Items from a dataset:
"""

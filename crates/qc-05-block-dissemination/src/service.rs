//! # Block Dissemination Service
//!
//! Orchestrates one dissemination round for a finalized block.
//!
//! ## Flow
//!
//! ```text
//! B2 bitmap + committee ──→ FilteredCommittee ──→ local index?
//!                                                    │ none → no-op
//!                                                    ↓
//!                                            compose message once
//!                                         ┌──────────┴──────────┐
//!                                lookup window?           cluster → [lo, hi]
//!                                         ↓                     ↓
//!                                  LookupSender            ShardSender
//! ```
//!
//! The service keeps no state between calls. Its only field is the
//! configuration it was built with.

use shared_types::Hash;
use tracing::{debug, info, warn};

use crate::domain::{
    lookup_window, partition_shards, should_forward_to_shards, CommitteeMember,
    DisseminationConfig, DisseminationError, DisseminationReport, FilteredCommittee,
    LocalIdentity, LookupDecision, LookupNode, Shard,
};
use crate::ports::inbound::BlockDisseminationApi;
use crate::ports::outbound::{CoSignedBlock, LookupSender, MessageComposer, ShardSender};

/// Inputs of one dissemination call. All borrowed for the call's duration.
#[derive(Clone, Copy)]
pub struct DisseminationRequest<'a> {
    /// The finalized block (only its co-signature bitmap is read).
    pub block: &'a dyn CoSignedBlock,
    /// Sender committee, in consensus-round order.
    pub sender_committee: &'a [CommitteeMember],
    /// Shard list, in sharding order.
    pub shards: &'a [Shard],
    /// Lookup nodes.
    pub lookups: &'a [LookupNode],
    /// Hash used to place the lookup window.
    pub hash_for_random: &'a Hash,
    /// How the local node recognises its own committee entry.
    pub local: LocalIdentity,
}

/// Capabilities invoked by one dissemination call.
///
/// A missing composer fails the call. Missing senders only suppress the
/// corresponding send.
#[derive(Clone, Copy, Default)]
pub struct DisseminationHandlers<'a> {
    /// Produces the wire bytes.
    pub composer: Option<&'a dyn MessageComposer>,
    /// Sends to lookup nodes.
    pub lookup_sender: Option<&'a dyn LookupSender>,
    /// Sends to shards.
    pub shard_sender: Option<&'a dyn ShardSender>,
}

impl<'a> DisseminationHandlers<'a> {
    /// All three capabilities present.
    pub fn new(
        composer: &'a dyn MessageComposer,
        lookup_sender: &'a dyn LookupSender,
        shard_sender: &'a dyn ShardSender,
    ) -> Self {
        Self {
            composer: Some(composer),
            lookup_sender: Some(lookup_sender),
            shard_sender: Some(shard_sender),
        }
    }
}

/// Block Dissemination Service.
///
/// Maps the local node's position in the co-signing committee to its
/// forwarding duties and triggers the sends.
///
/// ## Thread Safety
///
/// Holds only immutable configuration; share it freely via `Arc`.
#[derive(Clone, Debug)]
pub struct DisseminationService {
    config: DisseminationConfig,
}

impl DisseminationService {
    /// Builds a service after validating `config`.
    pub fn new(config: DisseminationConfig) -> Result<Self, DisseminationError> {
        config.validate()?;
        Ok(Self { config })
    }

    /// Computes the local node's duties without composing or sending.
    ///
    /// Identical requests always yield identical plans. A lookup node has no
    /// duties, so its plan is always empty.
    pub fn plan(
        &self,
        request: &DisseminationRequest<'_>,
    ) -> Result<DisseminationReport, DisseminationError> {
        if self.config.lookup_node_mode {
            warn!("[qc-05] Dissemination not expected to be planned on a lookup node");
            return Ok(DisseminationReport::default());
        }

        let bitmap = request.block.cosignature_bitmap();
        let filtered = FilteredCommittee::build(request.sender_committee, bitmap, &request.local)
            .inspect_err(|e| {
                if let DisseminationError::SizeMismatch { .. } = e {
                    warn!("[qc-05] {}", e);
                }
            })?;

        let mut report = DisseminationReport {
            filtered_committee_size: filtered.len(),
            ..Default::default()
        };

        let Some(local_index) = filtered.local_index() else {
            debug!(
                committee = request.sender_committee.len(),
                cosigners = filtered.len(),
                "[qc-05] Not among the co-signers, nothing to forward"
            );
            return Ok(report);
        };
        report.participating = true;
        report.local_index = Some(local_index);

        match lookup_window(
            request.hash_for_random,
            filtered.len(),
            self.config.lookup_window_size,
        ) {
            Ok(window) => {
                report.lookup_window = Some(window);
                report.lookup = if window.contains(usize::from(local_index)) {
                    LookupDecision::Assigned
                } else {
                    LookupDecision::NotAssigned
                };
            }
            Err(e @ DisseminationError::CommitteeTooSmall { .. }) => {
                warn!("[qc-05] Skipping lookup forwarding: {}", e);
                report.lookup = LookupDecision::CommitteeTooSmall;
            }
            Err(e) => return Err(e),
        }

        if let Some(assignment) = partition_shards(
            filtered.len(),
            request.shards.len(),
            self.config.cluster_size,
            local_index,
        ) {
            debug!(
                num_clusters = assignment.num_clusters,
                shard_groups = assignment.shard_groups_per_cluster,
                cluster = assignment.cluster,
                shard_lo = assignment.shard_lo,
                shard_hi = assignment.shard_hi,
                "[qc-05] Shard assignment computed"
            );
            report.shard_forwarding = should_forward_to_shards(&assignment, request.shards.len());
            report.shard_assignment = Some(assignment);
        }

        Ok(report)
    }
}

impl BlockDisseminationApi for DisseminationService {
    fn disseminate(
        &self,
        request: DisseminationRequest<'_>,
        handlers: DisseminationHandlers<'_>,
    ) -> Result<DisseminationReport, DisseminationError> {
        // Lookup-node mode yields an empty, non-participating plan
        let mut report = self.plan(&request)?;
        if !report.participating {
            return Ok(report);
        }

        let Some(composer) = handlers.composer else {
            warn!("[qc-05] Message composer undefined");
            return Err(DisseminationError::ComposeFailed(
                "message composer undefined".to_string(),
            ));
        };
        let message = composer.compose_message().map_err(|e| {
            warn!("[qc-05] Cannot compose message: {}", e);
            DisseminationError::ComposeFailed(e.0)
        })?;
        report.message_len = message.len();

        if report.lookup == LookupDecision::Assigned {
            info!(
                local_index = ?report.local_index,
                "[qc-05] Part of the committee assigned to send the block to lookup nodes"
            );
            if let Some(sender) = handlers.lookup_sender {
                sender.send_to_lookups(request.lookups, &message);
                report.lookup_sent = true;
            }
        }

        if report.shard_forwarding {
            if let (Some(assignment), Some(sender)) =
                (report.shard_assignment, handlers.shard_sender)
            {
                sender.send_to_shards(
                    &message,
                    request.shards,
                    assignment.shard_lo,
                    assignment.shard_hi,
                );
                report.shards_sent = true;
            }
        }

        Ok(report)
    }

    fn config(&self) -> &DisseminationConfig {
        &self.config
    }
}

"""

▸ **WHAT TO PRODUCE**
Repeat every record above exactly as it appears.

▸ **RESPONSE AREA**
filename crates/qc-05-block-dissemination/src/service.rs
//! # Block Dissemination Service
//!
//! Orchestrates one dissemination round for a finalized block.
//!
//! ## Flow
//!
//! ```text
//! B2 bitmap + committee ──→ FilteredCommittee ──→ local index?
//!                                                    │ none → no-op
//!                                                    ↓
//!                                            compose message once
//!                                         ┌──────────┴──────────┐
//!                                lookup window?           cluster → [lo, hi]
//!                                         ↓                     ↓
//!                                  LookupSender            ShardSender
//! ```
//!
//! The service keeps no state between calls. Its only field is the
//! configuration it was built with.

use shared_types::Hash;
use tracing::{debug, info, warn};

use crate::domain::{
    lookup_window, partition_shards, should_forward_to_shards, CommitteeMember,
    DisseminationConfig, DisseminationError, DisseminationReport, FilteredCommittee,
    LocalIdentity, LookupDecision, LookupNode, Shard,
};
use crate::ports::inbound::BlockDisseminationApi;
use crate::ports::outbound::{CoSignedBlock, LookupSender, MessageComposer, ShardSender};

/// Inputs of one dissemination call. All borrowed for the call's duration.
#[derive(Clone, Copy)]
pub struct DisseminationRequest<'a> {
    /// The finalized block (only its co-signature bitmap is read).
    pub block: &'a dyn CoSignedBlock,
    /// Sender committee, in consensus-round order.
    pub sender_committee: &'a [CommitteeMember],
    /// Shard list, in sharding order.
    pub shards: &'a [Shard],
    /// Lookup nodes.
    pub lookups: &'a [LookupNode],
    /// Hash used to place the lookup window.
    pub hash_for_random: &'a Hash,
    /// How the local node recognises its own committee entry.
    pub local: LocalIdentity,
}

/// Capabilities invoked by one dissemination call.
///
/// A missing composer fails the call. Missing senders only suppress the
/// corresponding send.
#[derive(Clone, Copy, Default)]
pub struct DisseminationHandlers<'a> {
    /// Produces the wire bytes.
    pub composer: Option<&'a dyn MessageComposer>,
    /// Sends to lookup nodes.
    pub lookup_sender: Option<&'a dyn LookupSender>,
    /// Sends to shards.
    pub shard_sender: Option<&'a dyn ShardSender>,
}

impl<'a> DisseminationHandlers<'a> {
    /// All three capabilities present.
    pub fn new(
        composer: &'a dyn MessageComposer,
        lookup_sender: &'a dyn LookupSender,
        shard_sender: &'a dyn ShardSender,
    ) -> Self {
        Self {
            composer: Some(composer),
            lookup_sender: Some(lookup_sender),
            shard_sender: Some(shard_sender),
        }
    }
}

/// Block Dissemination Service.
///
/// Maps the local node's position in the co-signing committee to its
/// forwarding duties and triggers the sends.
///
/// ## Thread Safety
///
/// Holds only immutable configuration; share it freely via `Arc`.
#[derive(Clone, Debug)]
pub struct DisseminationService {
    config: DisseminationConfig,
}

impl DisseminationService {
    /// Builds a service after validating `config`.
    pub fn new(config: DisseminationConfig) -> Result<Self, DisseminationError> {
        config.validate()?;
        Ok(Self { config })
    }

    /// Computes the local node's duties without composing or sending.
    ///
    /// Identical requests always yield identical plans. A lookup node has no
    /// duties, so its plan is always empty.
    pub fn plan(
        &self,
        request: &DisseminationRequest<'_>,
    ) -> Result<DisseminationReport, DisseminationError> {
        if self.config.lookup_node_mode {
            warn!("[qc-05] Dissemination not expected to be planned on a lookup node");
            return Ok(DisseminationReport::default());
        }

        let bitmap = request.block.cosignature_bitmap();
        let filtered = FilteredCommittee::build(request.sender_committee, bitmap, &request.local)
            .inspect_err(|e| {
                if let DisseminationError::SizeMismatch { .. } = e {
                    warn!("[qc-05] {}", e);
                }
            })?;

        let mut report = DisseminationReport {
            filtered_committee_size: filtered.len(),
            ..Default::default()
        };

        let Some(local_index) = filtered.local_index() else {
            debug!(
                committee = request.sender_committee.len(),
                cosigners = filtered.len(),
                "[qc-05] Not among the co-signers, nothing to forward"
            );
            return Ok(report);
        };
        report.participating = true;
        report.local_index = Some(local_index);

        match lookup_window(
            request.hash_for_random,
            filtered.len(),
            self.config.lookup_window_size,
        ) {
            Ok(window) => {
                report.lookup_window = Some(window);
                report.lookup = if window.contains(usize::from(local_index)) {
                    LookupDecision::Assigned
                } else {
                    LookupDecision::NotAssigned
                };
            }
            Err(e @ DisseminationError::CommitteeTooSmall { .. }) => {
                warn!("[qc-05] Skipping lookup forwarding: {}", e);
                report.lookup = LookupDecision::CommitteeTooSmall;
            }
            Err(e) => return Err(e),
        }

        if let Some(assignment) = partition_shards(
            filtered.len(),
            request.shards.len(),
            self.config.cluster_size,
            local_index,
        ) {
            debug!(
                num_clusters = assignment.num_clusters,
                shard_groups = assignment.shard_groups_per_cluster,
                cluster = assignment.cluster,
                shard_lo = assignment.shard_lo,
                shard_hi = assignment.shard_hi,
                "[qc-05] Shard assignment computed"
            );
            report.shard_forwarding = should_forward_to_shards(&assignment, request.shards.len());
            report.shard_assignment = Some(assignment);
        }

        Ok(report)
    }
}

impl BlockDisseminationApi for DisseminationService {
    fn disseminate(
        &self,
        request: DisseminationRequest<'_>,
        handlers: DisseminationHandlers<'_>,
    ) -> Result<DisseminationReport, DisseminationError> {
        // Lookup-node mode yields an empty, non-participating plan
        let mut report = self.plan(&request)?;
        if !report.participating {
            return Ok(report);
        }

        let Some(composer) = handlers.composer else {
            warn!("[qc-05] Message composer undefined");
            return Err(DisseminationError::ComposeFailed(
                "message composer undefined".to_string(),
            ));
        };
        let message = composer.compose_message().map_err(|e| {
            warn!("[qc-05] Cannot compose message: {}", e);
            DisseminationError::ComposeFailed(e.0)
        })?;
        report.message_len = message.len();

        if report.lookup == LookupDecision::Assigned {
            info!(
                local_index = ?report.local_index,
                "[qc-05] Part of the committee assigned to send the block to lookup nodes"
            );
            if let Some(sender) = handlers.lookup_sender {
                sender.send_to_lookups(request.lookups, &message);
                report.lookup_sent = true;
            }
        }

        if report.shard_forwarding {
            if let (Some(assignment), Some(sender)) =
                (report.shard_assignment, handlers.shard_sender)
            {
                sender.send_to_shards(
                    &message,
                    request.shards,
                    assignment.shard_lo,
                    assignment.shard_hi,
                );
                report.shards_sent = true;
            }
        }

        Ok(report)
    }

    fn config(&self) -> &DisseminationConfig {
        &self.config
    }
}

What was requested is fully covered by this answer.